LearnedOS-OSR19.pdf
Opportunities for ML in OS
- ML can be used to dynamically set configurations
- timing-related: frequency of interrupts in CPU core
- more interrupts → throughput good but switching overhead exists
- size-related: cache-size / disk prefetching amount / swap prefetching
- large buffer cache → better performance for storage systems but reduces available memory for user applications
- Model can also be used to dynamically generate new configurations to adapt to workload and environmental changes → reinforcement learning
- ML can be used to generate policies based on application and hardware properties
- space allocation policy → decide which space to free when application requests for memory
- get historical traces of how much user space requested, what OS allocated, and how efficient space is utilized for ML
- scheduling: ML could potentially save metadata memory space
- e.g.
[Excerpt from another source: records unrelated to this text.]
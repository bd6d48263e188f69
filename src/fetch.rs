use std::path::{Path, PathBuf};

use tracing::{debug, info};

use crate::error::FetchError;
use crate::models::DailyRecord;

pub const DEFAULT_BASE_URL: &str = "https://api.covidtracking.com/api/v1/";
const NATIONWIDE_PATH: &str = "us/daily.json";
const PER_REGION_PATH: &str = "states/daily.json";
const NATIONWIDE_FILE: &str = "us_daily.json";
const PER_REGION_FILE: &str = "states_daily.json";

/// Result of running both fetches; either half may have failed on its own.
#[derive(Debug)]
pub struct FetchOutcome {
    pub nationwide: Result<Vec<DailyRecord>, FetchError>,
    pub per_region: Result<Vec<DailyRecord>, FetchError>,
}

#[derive(Debug, Clone)]
pub struct CovidClient {
    http: reqwest::Client,
    base_url: String,
}

impl CovidClient {
    pub fn new(base_url: impl Into<String>) -> Self {
        let mut base_url = base_url.into();
        if !base_url.ends_with('/') {
            base_url.push('/');
        }
        Self {
            http: reqwest::Client::new(),
            base_url,
        }
    }

    pub async fn fetch_nationwide(&self) -> Result<Vec<DailyRecord>, FetchError> {
        self.get_records(NATIONWIDE_PATH).await
    }

    pub async fn fetch_per_region(&self) -> Result<Vec<DailyRecord>, FetchError> {
        self.get_records(PER_REGION_PATH).await
    }

    pub async fn fetch_all(&self) -> FetchOutcome {
        let (nationwide, per_region) =
            tokio::join!(self.fetch_nationwide(), self.fetch_per_region());
        FetchOutcome {
            nationwide,
            per_region,
        }
    }

    async fn get_records(&self, path: &str) -> Result<Vec<DailyRecord>, FetchError> {
        let url = format!("{}{}", self.base_url, path);
        debug!(%url, "requesting daily records");

        let response = self
            .http
            .get(&url)
            .send()
            .await
            .map_err(|source| FetchError::Http {
                url: url.clone(),
                source,
            })?;

        let status = response.status();
        if !status.is_success() {
            return Err(FetchError::Status {
                url,
                status: status.as_u16(),
            });
        }

        let body = response.bytes().await.map_err(|source| FetchError::Http {
            url: url.clone(),
            source,
        })?;
        let records = decode_records(&url, &body)?;
        info!(%url, records = records.len(), "received daily records");
        Ok(records)
    }
}

#[derive(Debug, Clone)]
pub enum DataSource {
    Api(CovidClient),
    Dir(PathBuf),
}

impl DataSource {
    pub async fn fetch_all(&self) -> FetchOutcome {
        match self {
            DataSource::Api(client) => client.fetch_all().await,
            DataSource::Dir(dir) => {
                let (nationwide, per_region) = tokio::join!(
                    read_records(dir.join(NATIONWIDE_FILE)),
                    read_records(dir.join(PER_REGION_FILE))
                );
                FetchOutcome {
                    nationwide,
                    per_region,
                }
            }
        }
    }
}

async fn read_records(path: impl AsRef<Path>) -> Result<Vec<DailyRecord>, FetchError> {
    let path = path.as_ref();
    let what = path.display().to_string();
    let body = tokio::fs::read(path).await.map_err(|source| FetchError::Io {
        path: what.clone(),
        source,
    })?;
    decode_records(&what, &body)
}

pub fn decode_records(what: &str, body: &[u8]) -> Result<Vec<DailyRecord>, FetchError> {
    let records: Vec<DailyRecord> =
        serde_json::from_slice(body).map_err(|source| FetchError::Decode {
            what: what.to_string(),
            source,
        })?;

    if records.is_empty() {
        return Err(FetchError::Empty {
            what: what.to_string(),
        });
    }

    Ok(records)
}
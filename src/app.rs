use tracing::{debug, info, warn};

use crate::adapter::SparkAdapter;
use crate::error::AdapterError;
use crate::fetch::FetchOutcome;
use crate::models::{DateInfo, Metric, RegionSelection, TimeScale};
use crate::store::{self, DataStore};

#[derive(Debug, Clone, Copy, PartialEq, Eq, Default)]
pub struct FetchSummary {
    pub nationwide_loaded: bool,
    pub per_region_loaded: bool,
}

#[derive(Debug, Default)]
pub struct App {
    store: DataStore,
    selected: RegionSelection,
    adapter: Option<SparkAdapter>,
}

impl App {
    pub fn new() -> Self {
        Self::default()
    }

    pub fn adapter(&self) -> Option<&SparkAdapter> {
        self.adapter.as_ref()
    }

    pub fn selected(&self) -> &RegionSelection {
        &self.selected
    }

    /// Region whose data is actually on screen; an unloaded selection shows nationwide.
    pub fn shown_region(&self) -> RegionSelection {
        if self.store.has_region(&self.selected) {
            self.selected.clone()
        } else {
            RegionSelection::Nationwide
        }
    }

    /// Installs whatever arrived. A failed half is logged and leaves its old data in place.
    pub fn apply_fetch(&mut self, outcome: FetchOutcome) -> FetchSummary {
        let mut summary = FetchSummary::default();

        match outcome.nationwide {
            Ok(raw) => {
                let records = store::ingest_nationwide(raw);
                info!(records = records.len(), "installed nationwide data");
                self.store.set_nationwide(records);
                summary.nationwide_loaded = true;
            }
            Err(err) => warn!(error = %err, "nationwide fetch failed"),
        }

        match outcome.per_region {
            Ok(raw) => {
                let grouped = store::ingest_per_region(raw);
                info!(regions = grouped.len(), "installed per-region data");
                self.store.set_per_region(grouped);
                summary.per_region_loaded = true;
            }
            Err(err) => warn!(error = %err, "per-region fetch failed"),
        }

        let shown_changed = match &self.selected {
            RegionSelection::Nationwide => summary.nationwide_loaded,
            region @ RegionSelection::Region(_) => {
                summary.per_region_loaded
                    || (summary.nationwide_loaded && !self.store.has_region(region))
            }
        };
        if shown_changed || self.adapter.is_none() {
            self.rebuild_adapter();
        }

        summary
    }

    /// Switches region. The new adapter starts over at positive cases across all days.
    pub fn select_region(&mut self, region: RegionSelection) {
        if !self.store.has_region(&region) {
            debug!(%region, "region not loaded, showing nationwide data");
        }
        self.selected = region;
        self.rebuild_adapter();
    }

    pub fn select_metric(&mut self, metric: Metric) {
        if let Some(adapter) = self.adapter.as_mut() {
            debug!(?metric, "metric changed");
            adapter.metric = metric;
        }
    }

    pub fn select_time_scale(&mut self, time_scale: TimeScale) {
        if let Some(adapter) = self.adapter.as_mut() {
            debug!(?time_scale, "time scale changed");
            adapter.time_scale = time_scale;
        }
    }

    pub fn scrub(&self, index: usize) -> Result<DateInfo, AdapterError> {
        match &self.adapter {
            Some(adapter) => adapter.info_at(index),
            None => Err(AdapterError::OutOfRange { index, count: 0 }),
        }
    }

    pub fn latest_info(&self) -> Option<DateInfo> {
        let adapter = self.adapter.as_ref()?;
        let last = adapter.count().checked_sub(1)?;
        adapter.info_at(last).ok()
    }

    pub fn region_options(&self) -> Vec<String> {
        self.store.region_options()
    }

    fn rebuild_adapter(&mut self) {
        let sequence = self.store.sequence_for(&self.selected);
        self.adapter = Some(SparkAdapter::new(sequence));
    }
}
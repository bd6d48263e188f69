use std::path::Path;

use anyhow::Context;
use chrono::NaiveDate;
use serde::Serialize;

use crate::adapter::SparkAdapter;
use crate::render;

#[derive(Serialize)]
struct CsvRow<'a> {
    date: NaiveDate,
    region: &'a str,
    positive_increase: i64,
    negative_increase: i64,
    death_increase: i64,
}

pub fn export_csv(adapter: &SparkAdapter, region_label: &str, out: &Path) -> anyhow::Result<usize> {
    let mut writer = csv::Writer::from_path(out)
        .with_context(|| format!("failed to create {}", out.display()))?;
    let mut written = 0usize;

    for index in render::visible_range(adapter) {
        let record = adapter.item_at(index)?;
        writer.serialize(CsvRow {
            date: record.date,
            region: record.state.as_deref().unwrap_or(region_label),
            positive_increase: record.positive_increase,
            negative_increase: record.negative_increase,
            death_increase: record.death_increase,
        })?;
        written += 1;
    }

    writer.flush()?;
    Ok(written)
}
Linux CFS scheduler uses red-black tree that requires O(logN) time to make decision → could be faster w ML
- cache management (cache eviction strategies)
- ML can learn past memory access patterns and learn cache size
- ML can be used to build certain OS mechanisms
- above do not require precision —> mechanism does!
- mapping from virtual address to physical memory
- can be done with ML rather than page table
- mapping from file name and offset to disk logical block address
- can be done with ML rather than multi-level index structure
- ML based mapping can inference any size and offset of memory space (instead of using fix-sized memory pages)
- ML can potentially be smaller and run faster than multi-level
Challenges and Solutions
- Model Building : need better evaluation criteria
- e.g. use buffer cache miss rate instead of application performance
- fine-grained model vs coarse-grained model
- fine-grained can achieve more accurate prediction with more customization and specialization but require more resources
- learning multiple correlated tasks (buffer cache, flushing frequency, eviction policy → all related)
- Training :
- training data set must incur minimal cost to foreground applications
- not feasible to trace each memory access to build models for predicting memory eviction candidates
- offline: fine-grained data can be trained offline
- online: collect coarse-grained data to not disturb foreground application performance
- validation sets
- no theoretical best to compare
- CPU scheduling → fastest turn-around time
- page replacement → furthest in future
- solution: use reinforcement learning (reward function) instead of validation set
- Inference :
- Two categories:
- learning can only be run once
- foreground application operations do not wait for any of the inference results
- e.g. configuration and policy fall into this category
- OS decisions that must be made quickly
- e.g. thread scheduling
- Memory overhead for storing ML models
- could use model memory-reuse techniques in RNNs
- Security : attacker can train ML model to always evict other applications’ memory and launch a DOS attack …